__WHAT TO PRODUCE__
Answer with only the number of lines below where "Option" appears.
***** EXCERPTED DATA
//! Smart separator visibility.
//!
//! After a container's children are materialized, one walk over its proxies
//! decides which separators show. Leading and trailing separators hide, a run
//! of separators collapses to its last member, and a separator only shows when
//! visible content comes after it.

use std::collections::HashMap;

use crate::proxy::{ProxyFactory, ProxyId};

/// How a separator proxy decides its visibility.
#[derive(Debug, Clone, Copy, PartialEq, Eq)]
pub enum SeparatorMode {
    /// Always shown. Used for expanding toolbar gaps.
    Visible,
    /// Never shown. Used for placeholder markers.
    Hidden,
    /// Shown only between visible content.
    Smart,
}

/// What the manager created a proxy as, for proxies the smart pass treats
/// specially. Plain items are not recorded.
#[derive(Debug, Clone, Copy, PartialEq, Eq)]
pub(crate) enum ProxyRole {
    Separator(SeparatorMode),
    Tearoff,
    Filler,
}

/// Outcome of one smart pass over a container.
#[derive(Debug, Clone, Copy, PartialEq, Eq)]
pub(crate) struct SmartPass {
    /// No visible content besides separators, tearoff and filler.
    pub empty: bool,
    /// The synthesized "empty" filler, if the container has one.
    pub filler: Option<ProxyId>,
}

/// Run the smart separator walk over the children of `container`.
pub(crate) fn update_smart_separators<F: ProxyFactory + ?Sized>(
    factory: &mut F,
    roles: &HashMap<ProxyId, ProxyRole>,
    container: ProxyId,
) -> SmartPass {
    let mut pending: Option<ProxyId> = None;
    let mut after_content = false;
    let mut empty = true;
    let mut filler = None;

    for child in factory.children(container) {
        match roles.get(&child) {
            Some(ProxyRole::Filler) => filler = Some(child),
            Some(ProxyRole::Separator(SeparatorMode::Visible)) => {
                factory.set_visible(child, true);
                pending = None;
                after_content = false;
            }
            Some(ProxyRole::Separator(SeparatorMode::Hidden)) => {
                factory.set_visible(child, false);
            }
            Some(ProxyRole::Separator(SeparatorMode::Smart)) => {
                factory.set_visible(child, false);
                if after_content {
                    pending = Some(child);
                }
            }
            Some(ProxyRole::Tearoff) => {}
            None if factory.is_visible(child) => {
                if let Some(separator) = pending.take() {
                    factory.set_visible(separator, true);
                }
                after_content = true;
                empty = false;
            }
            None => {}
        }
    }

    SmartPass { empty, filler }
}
**********
__EXERCISE OUTPUT__
2